Écrire sur ce best-of dont on connaît chaque pièce quasi par cœur, comme si on venait honorer le cadavre encore chaud et allongé sur une table moussue, est tout de même une sensation étrange : impossible de faire comme si ces chansons étaient susceptibles de rugir à nouveau en plein air, impossible de faire comme si elles n’avaient pas été figées ici instantanément, gravées en vinyle et cd, pour l’éternité. Tous les Murat sont morts hier mais ils sont aussi réunis pour une gigue de près de trois heures dans l’édition Deluxe (40 titres). Banquet auvergnat ou irlandais. Le lit de mort du Cúchulainn français fait sonner les cornes, couler la bière, pleurer la lande. Murat bande encore. Murat y est.
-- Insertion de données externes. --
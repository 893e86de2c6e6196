//! The function registry (§4.2, §4.3, §9).
//!
//! A static map from name to signature, populated once at process start.
//! Aliases collapse onto one kernel (`AVG`/`MEAN`/`AVERAGE` all name the
//! same aggregator) the way the specification's "Function registry" design
//! note describes. Scalar and aggregate names share one namespace so the
//! binder can do a single case-insensitive lookup regardless of whether the
//! caller wrote `FUNCTION(...)` or `AGGREGATOR(...)` in SQL.

use std::collections::HashMap;

use once_cell::sync::Lazy;

/// The vectorized aggregate kernels named in §4.4.
#[derive(Debug, Clone, Copy, PartialEq, Eq, Hash)]
pub enum AggregateKind {
    All,
    Any,
    ApproxMedian,
    Count,
    CountDistinct,
    Distinct,
    List,
    Max,
    Mean,
    Min,
    MinMax,
    Product,
    Stddev,
    Sum,
    Quantiles,
    Variance,
}

#[derive(Debug, Clone, Copy, PartialEq, Eq)]
pub enum FunctionKind {
    Scalar,
    Aggregate(AggregateKind),
}

#[derive(Debug, Clone)]
pub struct FunctionSignature {
    pub canonical_name: &'static str,
    pub min_arity: usize,
    pub max_arity: usize,
    pub kind: FunctionKind,
}

impl FunctionSignature {
    pub fn is_aggregate(&self) -> bool {
        matches!(self.kind, FunctionKind::Aggregate(_))
    }

    pub fn accepts_arity(&self, n: usize) -> bool {
        n >= self.min_arity && n <= self.max_arity
    }
}

fn scalar(name: &'static str, min_arity: usize, max_arity: usize) -> (&'static str, FunctionSignature) {
    (
        name,
        FunctionSignature {
            canonical_name: name,
            min_arity,
            max_arity,
            kind: FunctionKind::Scalar,
        },
    )
}

fn aggregate(
    name: &'static str,
    kind: AggregateKind,
    min_arity: usize,
    max_arity: usize,
) -> (&'static str, FunctionSignature) {
    (
        name,
        FunctionSignature {
            canonical_name: name,
            min_arity,
            max_arity,
            kind: FunctionKind::Aggregate(kind),
        },
    )
}

/// `name → signature`, case-sensitively keyed on upper-case canonical
/// spellings; lookups uppercase the caller's name first.
static REGISTRY: Lazy<HashMap<&'static str, FunctionSignature>> = Lazy::new(|| {
    let mut m = HashMap::new();
    // COUNT(*) is arity 0 in that special case (§4.4); ordinary COUNT(expr)
    // is arity 1. Accept both via a 0..=1 range.
    for (name, sig) in [
        aggregate("ALL", AggregateKind::All, 1, 1),
        aggregate("ANY", AggregateKind::Any, 1, 1),
        aggregate("APPROX_MEDIAN", AggregateKind::ApproxMedian, 1, 1),
        aggregate("COUNT", AggregateKind::Count, 0, 1),
        aggregate("COUNT_DISTINCT", AggregateKind::CountDistinct, 1, 1),
        aggregate("DISTINCT", AggregateKind::Distinct, 1, 1),
        aggregate("LIST", AggregateKind::List, 1, 1),
        aggregate("MAX", AggregateKind::Max, 1, 1),
        aggregate("MEAN", AggregateKind::Mean, 1, 1),
        aggregate("AVG", AggregateKind::Mean, 1, 1),
        aggregate("AVERAGE", AggregateKind::Mean, 1, 1),
        aggregate("MIN", AggregateKind::Min, 1, 1),
        aggregate("MIN_MAX", AggregateKind::MinMax, 1, 1),
        aggregate("PRODUCT", AggregateKind::Product, 1, 1),
        aggregate("STDDEV", AggregateKind::Stddev, 1, 1),
        aggregate("SUM", AggregateKind::Sum, 1, 1),
        aggregate("QUANTILES", AggregateKind::Quantiles, 1, 2),
        aggregate("VARIANCE", AggregateKind::Variance, 1, 1),
    ] {
        m.insert(name, sig);
    }

    for (name, sig) in [
        scalar("DATEPART", 2, 2),
        scalar("GET", 2, 2),
        scalar("TUPLE", 2, 2),
        scalar("UPPER", 1, 1),
        scalar("LOWER", 1, 1),
        scalar("LENGTH", 1, 1),
        scalar("TRIM", 1, 1),
        scalar("ROUND", 1, 2),
        scalar("ABS", 1, 1),
        scalar("COALESCE", 1, usize::MAX),
        scalar("CONCAT", 1, usize::MAX),
        scalar("NOW", 0, 0),
        // CAST/TRY_CAST/SAFE_CAST targets lowered by the planner to
        // `<TYPE>(arg)` / `TRY_<TYPE>(arg)` / `SAFE_<TYPE>(arg)` (§4.1).
        scalar("VARCHAR", 1, 1),
        scalar("INTEGER", 1, 1),
        scalar("DOUBLE", 1, 1),
        scalar("BOOLEAN", 1, 1),
        scalar("DATE", 1, 1),
        scalar("TIMESTAMP", 1, 1),
        scalar("TRY_VARCHAR", 1, 1),
        scalar("TRY_INTEGER", 1, 1),
        scalar("TRY_DOUBLE", 1, 1),
        scalar("TRY_BOOLEAN", 1, 1),
        scalar("TRY_DATE", 1, 1),
        scalar("TRY_TIMESTAMP", 1, 1),
        scalar("SAFE_VARCHAR", 1, 1),
        scalar("SAFE_INTEGER", 1, 1),
        scalar("SAFE_DOUBLE", 1, 1),
        scalar("SAFE_BOOLEAN", 1, 1),
        scalar("SAFE_DATE", 1, 1),
        scalar("SAFE_TIMESTAMP", 1, 1),
    ] {
        m.insert(name, sig);
    }
    m
});

pub fn lookup(name: &str) -> Option<&'static FunctionSignature> {
    REGISTRY.get(name.to_ascii_uppercase().as_str())
}

pub fn is_aggregate_name(name: &str) -> bool {
    lookup(name).map(|s| s.is_aggregate()).unwrap_or(false)
}

/// All registered names, for fuzzy "did you mean" suggestions on
/// `FunctionNotFound` (§7).
pub fn all_names() -> impl Iterator<Item = &'static str> {
    REGISTRY.keys().copied()
}

/// The closed set of well-known `Scan` hints (§4.1, §6).
pub const KNOWN_HINTS: &[&str] = &["NO_CACHE", "NO_PARTITION", "NO_PUSH_PROJECTION", "PARALLEL_READ"];

#[cfg(test)]
mod tests {
    use super::*;

    #[test]
    fn avg_mean_average_collapse_to_one_kernel() {
        let avg = lookup("AVG").unwrap();
        let mean = lookup("mean").unwrap();
        let average = lookup("Average").unwrap();
        assert_eq!(avg.kind, mean.kind);
        assert_eq!(avg.kind, average.kind);
    }

    #[test]
    fn count_accepts_zero_or_one_args() {
        let count = lookup("COUNT").unwrap();
        assert!(count.accepts_arity(0));
        assert!(count.accepts_arity(1));
        assert!(!count.accepts_arity(2));
    }

    #[test]
    fn lookup_is_case_insensitive() {
        assert!(lookup("sum").is_some());
        assert!(lookup("Sum").is_some());
    }

    #[test]
    fn unknown_function_is_none() {
        assert!(lookup("NOT_A_REAL_FUNCTION").is_none());
    }
}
Ils accourent de partout : le Murat beau gosse, le Murat séducteur et romantique, Murat l’Américain, Murat folk, Murat rock, Murat colère, Murat politique, Murat poète, Murat aventurier gamin qui lit Twain, Murat montagnard, Murat voyageur, Murat homme à femmes, Murat peintre, Murat minimaliste, Murat psychologue, Murat Alpiniste, Muranimal. Ils descendent des monts et ouvrent les troupeaux de moutons. Murat charmeur. Murat qui en fait trop. Murat voix brisée. Murat qui roucoule. Murat cabotin. Murat muet. Murat Kami. Le grand défilé des Murat que voulez-vous faire n’a rien d’un spectacle crépusculaire. Au contraire, il bout et bouillonne, il pétille, il jubile, il se marre, il ronchonne. Ils sont tous là. La tracklist est habile, bien fichue. Il en manque. Il y en a en trop aussi. Mais c’est quand même bien fait et même un peu « complet » et on espère pour de vrai qu’il va s’en vendre des millions en deux jours et que cette orgie de disques et de sons, de pépettes, de rimes et de vers, cette débauche d’euros répandus dans les supermarchés (à parts égales avec Tina « simply the best » Turner hé hé, ) servira de bûcher viking à un artiste qui n’avait pas été glorifié depuis dix ou vingt ans.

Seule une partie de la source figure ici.